Tesla demo of autopilot

Take a look at this:

my comments: 1. The roads all had fairly well marked lane dividers, not a fail test. 2. The cameras do not seem to see very well up the side roads at a stop sign. No protection from someone speeding down that road.

edit: above should be “full test”

I will return to that site in order to watch the video, but for the time being, I have to wonder if the author of that piece even attended high school. If one of my ninth grade students produced the following sentence, he/she would have received a failing grade:

However, the video in real time truly show’s the automaker is making true progress.
:grimacing:

Real journalism is dead and the dead are writing the handbooks.

Tesla would be the first car to have autopilot that relies only on sensors. All other manudmfacturers also use GPS.

What happens when it snows?

@wentwest asks about snow. Ford says no problem at all, though I am a skeptic of autonomous driving in all conditions.

I too am skeptical. But this technology is still evolving.
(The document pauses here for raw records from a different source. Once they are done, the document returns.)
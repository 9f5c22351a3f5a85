use serde::{Deserialize, Serialize};

use super::{
    ContentItem, ContentKind, FieldContent, ImageContent, ListContent, SingleContent, TableContent,
};
use crate::ooxml::OoxmlError;

/// A bag of content items partitioned by kind.
///
/// Order across kinds is not significant: iteration always yields singles,
/// tables, lists, fields, then images. Within one kind, items keep their
/// insertion order and duplicates are preserved.
#[derive(Debug, Clone, Default, Serialize, Deserialize)]
pub struct Container {
    #[serde(default)]
    items: Vec<ContentItem>,
}

/// Root of the data passed to a fill
pub type Content = Container;

/// One horizontal repetition unit of a table
pub type TableRowContent = Container;

impl Container {
    pub fn new(items: impl IntoIterator<Item = ContentItem>) -> Self {
        Container {
            items: items.into_iter().collect(),
        }
    }

    /// Load a content tree from JSON
    pub fn from_json(json: &str) -> Result<Self, OoxmlError> {
        serde_json::from_str(json).map_err(|e| OoxmlError::ParseError(e.to_string()))
    }

    pub fn to_json(&self) -> Result<String, OoxmlError> {
        serde_json::to_string(self).map_err(|e| OoxmlError::ParseError(e.to_string()))
    }

    /// Builder-style add
    pub fn add_content(mut self, item: impl Into<ContentItem>) -> Self {
        self.items.push(item.into());
        self
    }

    pub fn push(&mut self, item: impl Into<ContentItem>) {
        self.items.push(item.into());
    }

    /// Every item, kind by kind
    pub fn all(&self) -> Vec<&ContentItem> {
        ContentKind::ORDER
            .iter()
            .flat_map(|&kind| self.items.iter().filter(move |item| item.kind() == kind))
            .collect()
    }

    pub fn fields(&self) -> impl Iterator<Item = &FieldContent> {
        self.items.iter().filter_map(|item| match item {
            ContentItem::Field(field) => Some(field),
            _ => None,
        })
    }

    pub fn images(&self) -> impl Iterator<Item = &ImageContent> {
        self.items.iter().filter_map(|item| match item {
            ContentItem::Image(image) => Some(image),
            _ => None,
        })
    }

    pub fn tables(&self) -> impl Iterator<Item = &TableContent> {
        self.items.iter().filter_map(|item| match item {
            ContentItem::Table(table) => Some(table),
            _ => None,
        })
    }

    pub fn lists(&self) -> impl Iterator<Item = &ListContent> {
        self.items.iter().filter_map(|item| match item {
            ContentItem::List(list) => Some(list),
            _ => None,
        })
    }

    pub fn singles(&self) -> impl Iterator<Item = &SingleContent> {
        self.items.iter().filter_map(|item| match item {
            ContentItem::Single(single) => Some(single),
            _ => None,
        })
    }

    /// First item (in kind order) with the given name
    pub fn content_item(&self, name: &str) -> Option<&ContentItem> {
        self.all().into_iter().find(|item| item.name() == name)
    }

    /// Names of every control this container can fill, nested ones included
    pub fn field_names(&self) -> Vec<String> {
        let mut names = Vec::new();
        for table in self.tables() {
            names.push(table.name().to_string());
            names.extend(table.field_names());
        }
        for list in self.lists() {
            names.push(list.name().to_string());
            names.extend(list.field_names());
        }
        names.extend(self.images().map(|image| image.name().to_string()));
        names.extend(self.fields().map(|field| field.name().to_string()));
        for single in self.singles() {
            names.push(single.name().to_string());
            names.push(single.child_name().to_string());
            names.extend(single.fields().field_names());
        }
        names
    }

    pub fn len(&self) -> usize {
        self.items.len()
    }

    pub fn is_empty(&self) -> bool {
        self.items.is_empty()
    }
}

impl PartialEq for Container {
    fn eq(&self, other: &Self) -> bool {
        self.all() == other.all()
    }
}

impl FromIterator<ContentItem> for Container {
    fn from_iter<I: IntoIterator<Item = ContentItem>>(iter: I) -> Self {
        Container::new(iter)
    }
}

#[cfg(test)]
mod tests {
    use super::*;
    use crate::content::ListItemContent;

    fn sample() -> Content {
        Content::new(vec![
            FieldContent::new("Report date", "2013-06-09").into(),
            TableContent::new("Team")
                .add_row(vec![
                    FieldContent::new("Name", "Eric").into(),
                    FieldContent::new("Title", "Program Manager").into(),
                ])
                .add_row(vec![
                    FieldContent::new("Name", "Bob").into(),
                    FieldContent::new("Title", "Developer").into(),
                ])
                .into(),
            ListContent::new("Food")
                .add_item(ListItemContent::field("Category", "Fruit").add_nested_item(ListItemContent::field("Item", "Apple")))
                .into(),
        ])
    }

    #[test]
    fn test_partitions_by_kind() {
        let content = sample();
        let kinds: Vec<ContentKind> = content.all().iter().map(|item| item.kind()).collect();
        assert_eq!(kinds, vec![ContentKind::Table, ContentKind::List, ContentKind::Field]);
        assert_eq!(content.fields().count(), 1);
        assert_eq!(content.tables().count(), 1);
        assert_eq!(content.images().count(), 0);
    }

    #[test]
    fn test_equal_content_trees() {
        assert_eq!(sample(), sample());
    }

    #[test]
    fn test_declaration_order_across_kinds_is_irrelevant() {
        let a = Content::new(vec![
            FieldContent::new("A", "1").into(),
            TableContent::new("T").into(),
        ]);
        let b = Content::new(vec![
            TableContent::new("T").into(),
            FieldContent::new("A", "1").into(),
        ]);
        assert_eq!(a, b);
    }

    #[test]
    fn test_order_within_kind_matters() {
        let a = Content::new(vec![FieldContent::new("A", "1").into(), FieldContent::new("B", "2").into()]);
        let b = Content::new(vec![FieldContent::new("B", "2").into(), FieldContent::new("A", "1").into()]);
        assert_ne!(a, b);
    }

    #[test]
    fn test_changed_leaf_breaks_equality() {
        let changed = Content::new(vec![
            FieldContent::new("Report date", "2013-06-09").into(),
            TableContent::new("Team")
                .add_row(vec![
                    FieldContent::new("Name", "Eric").into(),
                    FieldContent::new("Title", "Program Manager").into(),
                ])
                .add_row(vec![
                    FieldContent::new("Name", "Bob").into(),
                    FieldContent::new("Title", "Tester").into(),
                ])
                .into(),
            ListContent::new("Food")
                .add_item(ListItemContent::field("Category", "Fruit").add_nested_item(ListItemContent::field("Item", "Apple")))
                .into(),
        ]);
        assert_ne!(sample(), changed);
        assert_ne!(Some(sample()), None);
    }

    #[test]
    fn test_duplicates_are_preserved() {
        let content = Content::new(vec![FieldContent::new("A", "1").into(), FieldContent::new("A", "1").into()]);
        assert_eq!(content.len(), 2);
    }

    #[test]
    fn test_field_names_are_recursive() {
        let names = sample().field_names();
        for expected in ["Team", "Name", "Title", "Food", "Category", "Item", "Report date"] {
            assert!(names.iter().any(|n| n == expected), "missing {}", expected);
        }
    }

    #[test]
    fn test_content_item_lookup() {
        let content = sample();
        assert_eq!(content.content_item("Team").map(|i| i.kind()), Some(ContentKind::Table));
        assert!(content.content_item("Missing").is_none());
    }

    #[test]
    fn test_from_json() {
        let json = r#"{"items":[{"field":{"name":"A","value":"1"}},{"table":{"name":"T","rows":[{"items":[{"field":{"name":"B","value":"2"}}]}]}}]}"#;
        let content = Content::from_json(json).unwrap();
        let expected = Content::new(vec![
            FieldContent::new("A", "1").into(),
            TableContent::new("T").add_row(vec![FieldContent::new("B", "2").into()]).into(),
        ]);
        assert_eq!(content, expected);
        assert!(Content::from_json("{not json").is_err());
    }
}
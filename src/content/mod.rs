//! Caller-supplied data for a template fill
//!
//! Every item carries the name of the content control it targets. Items are
//! immutable once built; the engine only reads them.

mod container;
mod items;

use std::fmt;

use serde::{Deserialize, Serialize};

pub use container::{Container, Content, TableRowContent};
pub use items::{FieldContent, ImageContent, ListContent, ListItemContent, SingleContent, TableContent};

/// Concrete kind of a content item
#[derive(Debug, Clone, Copy, PartialEq, Eq, Hash, Serialize, Deserialize)]
pub enum ContentKind {
    Single,
    Table,
    List,
    Field,
    Image,
}

impl ContentKind {
    /// Order in which a container yields its partitions
    pub const ORDER: [ContentKind; 5] = [
        ContentKind::Single,
        ContentKind::Table,
        ContentKind::List,
        ContentKind::Field,
        ContentKind::Image,
    ];

    /// Label used in error messages
    pub fn label(self) -> &'static str {
        match self {
            ContentKind::Single => "Single",
            ContentKind::Table => "Table",
            ContentKind::List => "List",
            ContentKind::Field => "Field",
            ContentKind::Image => "Image",
        }
    }
}

impl fmt::Display for ContentKind {
    fn fmt(&self, f: &mut fmt::Formatter<'_>) -> fmt::Result {
        f.write_str(self.label())
    }
}

/// One typed unit of data, matched to a content control by name
#[derive(Debug, Clone, PartialEq, Serialize, Deserialize)]
#[serde(rename_all = "snake_case")]
pub enum ContentItem {
    Field(FieldContent),
    Image(ImageContent),
    Table(TableContent),
    List(ListContent),
    Single(SingleContent),
}

impl ContentItem {
    /// Tag of the content control this item fills
    pub fn name(&self) -> &str {
        match self {
            ContentItem::Field(item) => item.name(),
            ContentItem::Image(item) => item.name(),
            ContentItem::Table(item) => item.name(),
            ContentItem::List(item) => item.name(),
            ContentItem::Single(item) => item.name(),
        }
    }

    pub fn kind(&self) -> ContentKind {
        match self {
            ContentItem::Field(_) => ContentKind::Field,
            ContentItem::Image(_) => ContentKind::Image,
            ContentItem::Table(_) => ContentKind::Table,
            ContentItem::List(_) => ContentKind::List,
            ContentItem::Single(_) => ContentKind::Single,
        }
    }
}

impl From<FieldContent> for ContentItem {
    fn from(item: FieldContent) -> Self {
        ContentItem::Field(item)
    }
}

impl From<ImageContent> for ContentItem {
    fn from(item: ImageContent) -> Self {
        ContentItem::Image(item)
    }
}

impl From<TableContent> for ContentItem {
    fn from(item: TableContent) -> Self {
        ContentItem::Table(item)
    }
}

impl From<ListContent> for ContentItem {
    fn from(item: ListContent) -> Self {
        ContentItem::List(item)
    }
}

impl From<SingleContent> for ContentItem {
    fn from(item: SingleContent) -> Self {
        ContentItem::Single(item)
    }
}

#[cfg(test)]
mod tests {
    use super::*;

    #[test]
    fn test_kind_labels() {
        assert_eq!(ContentKind::Field.to_string(), "Field");
        assert_eq!(ContentKind::Single.label(), "Single");
    }

    #[test]
    fn test_item_name_and_kind() {
        let item: ContentItem = TableContent::new("Team").into();
        assert_eq!(item.name(), "Team");
        assert_eq!(item.kind(), ContentKind::Table);
    }
}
Give it 5-10 years.

This is a car driving on a well-maintained road, in good weather, with all road markings present. As mentioned, what happens in snow? What happens on a dirt road? What happens in a work zone, or when a policeman directs traffic to drive contrary to posted traffic signals?

In my hometown, we have local roads with no markings (either shoulder or double yellow), and parking on both sides. When both sides of the roads have cars, these “two-way” roads are roughly 1.5 cars wide. How will a computerized car manage the “give and take” necessary to drive these roads?

And what about judgment? There’s a “T” intersection at the bottom of a 12% grade. If a truck appears to have lost its brakes, will the car have sense enough to realize that “illegally making a right on red” beats the hell out of “being smushed by a Mack truck?” AFAIK, computerized cars treat traffic like a giant game of Frogger…judgment and situational awareness “don’t compute.”

IRL, human drivers with “good judgment and passable reflexes” tend to be safer than the other way around. Why would computers be any different?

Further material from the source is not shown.